WHAT THE TASK ASKS
Keeping each line intact, print the whole listing.

◇ ◇ ◇ ◇

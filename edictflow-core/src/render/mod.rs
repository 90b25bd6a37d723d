//! Managed-section rendering
//!
//! Rules render into a sentinel-delimited block inside the managed file.
//! Rendering is a pure function of the rule records, the categories and the
//! wall-clock used for effective-window filtering, so the same inputs always
//! produce the same bytes.
//!
//! Layout:
//!
//! ```text
//! <!-- MANAGED BY EDICTFLOW - DO NOT EDIT -->
//!
//! ## Security
//!
//! [Enterprise] **No secrets**
//! Never commit credentials.
//!
//! <!-- END EDICTFLOW -->
//! ```
//!
//! # Example
//!
//! ```rust
//! use chrono::Utc;
//! use edictflow_core::render::{render_managed_section, merge_with_existing, OPEN_SENTINEL};
//!
//! // No rules, nothing to render
//! let empty = render_managed_section(&[], &[], Utc::now());
//! assert!(empty.is_empty());
//! assert_eq!(merge_with_existing("# Notes\n", &empty), "# Notes\n");
//! assert!(!merge_with_existing("# Notes\n", "x").contains(OPEN_SENTINEL));
//! ```

mod merge;

pub use merge::{extract_manual_content, is_tampered, managed_section, merge_with_existing};

use std::collections::HashMap;

use chrono::{DateTime, Utc};

use crate::model::{Category, TargetLayer};
use crate::protocol::RuleRecord;

/// First line of every managed section
pub const OPEN_SENTINEL: &str = "<!-- MANAGED BY EDICTFLOW - DO NOT EDIT -->";

/// Last line of every managed section
pub const CLOSE_SENTINEL: &str = "<!-- END EDICTFLOW -->";

/// Header used for rules without a known category
pub const UNCATEGORIZED_HEADER: &str = "Uncategorized";

/// Uppercases the first byte only
pub fn title_case(s: &str) -> String {
    let mut out = s.to_string();
    if let Some(first) = out.get_mut(0..1) {
        first.make_ascii_uppercase();
    }
    out
}

fn layer_label(layer: TargetLayer) -> String {
    title_case(layer.as_str())
}

/// Header line plus body of a single rule
///
/// The managed section is a concatenation of these blocks (with category
/// headers between them), so agents use this to work out which rule an edit
/// touched.
pub fn render_rule_block(rule: &RuleRecord) -> String {
    let mut block = format!("[{}] **{}**", layer_label(rule.target_layer), rule.name);
    if rule.overridable {
        block.push_str(" (overridable)");
    }
    block.push('\n');
    block.push_str(rule.body.trim_end_matches(['\n', '\r']));
    block
}

/// Render the managed section for `rules`
///
/// Rules outside their effective window at `now` are dropped. Rules group by
/// category (display order, then name; uncategorized last) and sort by
/// descending priority weight within a group. An empty result renders as
/// the empty string.
pub fn render_managed_section(
    rules: &[RuleRecord],
    categories: &[Category],
    now: DateTime<Utc>,
) -> String {
    let live: Vec<&RuleRecord> = rules.iter().filter(|r| r.is_effective_at(now)).collect();
    if live.is_empty() {
        return String::new();
    }

    let known: HashMap<&str, &Category> = categories.iter().map(|c| (c.id.as_str(), c)).collect();

    let mut groups: HashMap<Option<&str>, Vec<&RuleRecord>> = HashMap::new();
    for rule in live {
        let key = rule
            .category_id
            .as_deref()
            .filter(|id| known.contains_key(id));
        groups.entry(key).or_default().push(rule);
    }

    let mut ordered: Vec<(Option<&Category>, Vec<&RuleRecord>)> = groups
        .into_iter()
        .map(|(key, rules)| (key.and_then(|id| known.get(id).copied()), rules))
        .collect();
    ordered.sort_by(|(a, _), (b, _)| match (a, b) {
        (Some(a), Some(b)) => a
            .display_order
            .cmp(&b.display_order)
            .then_with(|| a.name.cmp(&b.name))
            .then_with(|| a.id.cmp(&b.id)),
        (Some(_), None) => std::cmp::Ordering::Less,
        (None, Some(_)) => std::cmp::Ordering::Greater,
        (None, None) => std::cmp::Ordering::Equal,
    });

    let mut out = String::new();
    out.push_str(OPEN_SENTINEL);
    out.push_str("\n\n");

    for (category, mut rules) in ordered {
        rules.sort_by(|a, b| {
            b.priority_weight
                .cmp(&a.priority_weight)
                .then_with(|| a.name.cmp(&b.name))
                .then_with(|| a.id.cmp(&b.id))
        });

        let heading = category.map(|c| c.name.as_str()).unwrap_or(UNCATEGORIZED_HEADER);
        out.push_str("## ");
        out.push_str(heading);
        out.push_str("\n\n");

        for rule in rules {
            out.push_str(&render_rule_block(rule));
            out.push_str("\n\n");
        }
    }

    out.push_str(CLOSE_SENTINEL);
    out.push('\n');
    out
}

◇ ◇ ◇ ◇

RESPONSE BOX
filename edictflow-core/src/render/mod.rs
repository 90b25bd6a37d723d
//! Managed-section rendering
//!
//! Rules render into a sentinel-delimited block inside the managed file.
//! Rendering is a pure function of the rule records, the categories and the
//! wall-clock used for effective-window filtering, so the same inputs always
//! produce the same bytes.
//!
//! Layout:
//!
//! ```text
//! <!-- MANAGED BY EDICTFLOW - DO NOT EDIT -->
//!
//! ## Security
//!
//! [Enterprise] **No secrets**
//! Never commit credentials.
//!
//! <!-- END EDICTFLOW -->
//! ```
//!
//! # Example
//!
//! ```rust
//! use chrono::Utc;
//! use edictflow_core::render::{render_managed_section, merge_with_existing, OPEN_SENTINEL};
//!
//! // No rules, nothing to render
//! let empty = render_managed_section(&[], &[], Utc::now());
//! assert!(empty.is_empty());
//! assert_eq!(merge_with_existing("# Notes\n", &empty), "# Notes\n");
//! assert!(!merge_with_existing("# Notes\n", "x").contains(OPEN_SENTINEL));
//! ```

mod merge;

pub use merge::{extract_manual_content, is_tampered, managed_section, merge_with_existing};

use std::collections::HashMap;

use chrono::{DateTime, Utc};

use crate::model::{Category, TargetLayer};
use crate::protocol::RuleRecord;

/// First line of every managed section
pub const OPEN_SENTINEL: &str = "<!-- MANAGED BY EDICTFLOW - DO NOT EDIT -->";

/// Last line of every managed section
pub const CLOSE_SENTINEL: &str = "<!-- END EDICTFLOW -->";

/// Header used for rules without a known category
pub const UNCATEGORIZED_HEADER: &str = "Uncategorized";

/// Uppercases the first byte only
pub fn title_case(s: &str) -> String {
    let mut out = s.to_string();
    if let Some(first) = out.get_mut(0..1) {
        first.make_ascii_uppercase();
    }
    out
}

fn layer_label(layer: TargetLayer) -> String {
    title_case(layer.as_str())
}

/// Header line plus body of a single rule
///
/// The managed section is a concatenation of these blocks (with category
/// headers between them), so agents use this to work out which rule an edit
/// touched.
pub fn render_rule_block(rule: &RuleRecord) -> String {
    let mut block = format!("[{}] **{}**", layer_label(rule.target_layer), rule.name);
    if rule.overridable {
        block.push_str(" (overridable)");
    }
    block.push('\n');
    block.push_str(rule.body.trim_end_matches(['\n', '\r']));
    block
}

/// Render the managed section for `rules`
///
/// Rules outside their effective window at `now` are dropped. Rules group by
/// category (display order, then name; uncategorized last) and sort by
/// descending priority weight within a group. An empty result renders as
/// the empty string.
pub fn render_managed_section(
    rules: &[RuleRecord],
    categories: &[Category],
    now: DateTime<Utc>,
) -> String {
    let live: Vec<&RuleRecord> = rules.iter().filter(|r| r.is_effective_at(now)).collect();
    if live.is_empty() {
        return String::new();
    }

    let known: HashMap<&str, &Category> = categories.iter().map(|c| (c.id.as_str(), c)).collect();

    let mut groups: HashMap<Option<&str>, Vec<&RuleRecord>> = HashMap::new();
    for rule in live {
        let key = rule
            .category_id
            .as_deref()
            .filter(|id| known.contains_key(id));
        groups.entry(key).or_default().push(rule);
    }

    let mut ordered: Vec<(Option<&Category>, Vec<&RuleRecord>)> = groups
        .into_iter()
        .map(|(key, rules)| (key.and_then(|id| known.get(id).copied()), rules))
        .collect();
    ordered.sort_by(|(a, _), (b, _)| match (a, b) {
        (Some(a), Some(b)) => a
            .display_order
            .cmp(&b.display_order)
            .then_with(|| a.name.cmp(&b.name))
            .then_with(|| a.id.cmp(&b.id)),
        (Some(_), None) => std::cmp::Ordering::Less,
        (None, Some(_)) => std::cmp::Ordering::Greater,
        (None, None) => std::cmp::Ordering::Equal,
    });

    let mut out = String::new();
    out.push_str(OPEN_SENTINEL);
    out.push_str("\n\n");

    for (category, mut rules) in ordered {
        rules.sort_by(|a, b| {
            b.priority_weight
                .cmp(&a.priority_weight)
                .then_with(|| a.name.cmp(&b.name))
                .then_with(|| a.id.cmp(&b.id))
        });

        let heading = category.map(|c| c.name.as_str()).unwrap_or(UNCATEGORIZED_HEADER);
        out.push_str("## ");
        out.push_str(heading);
        out.push_str("\n\n");

        for rule in rules {
            out.push_str(&render_rule_block(rule));
            out.push_str("\n\n");
        }
    }

    out.push_str(CLOSE_SENTINEL);
    out.push('\n');
    out
}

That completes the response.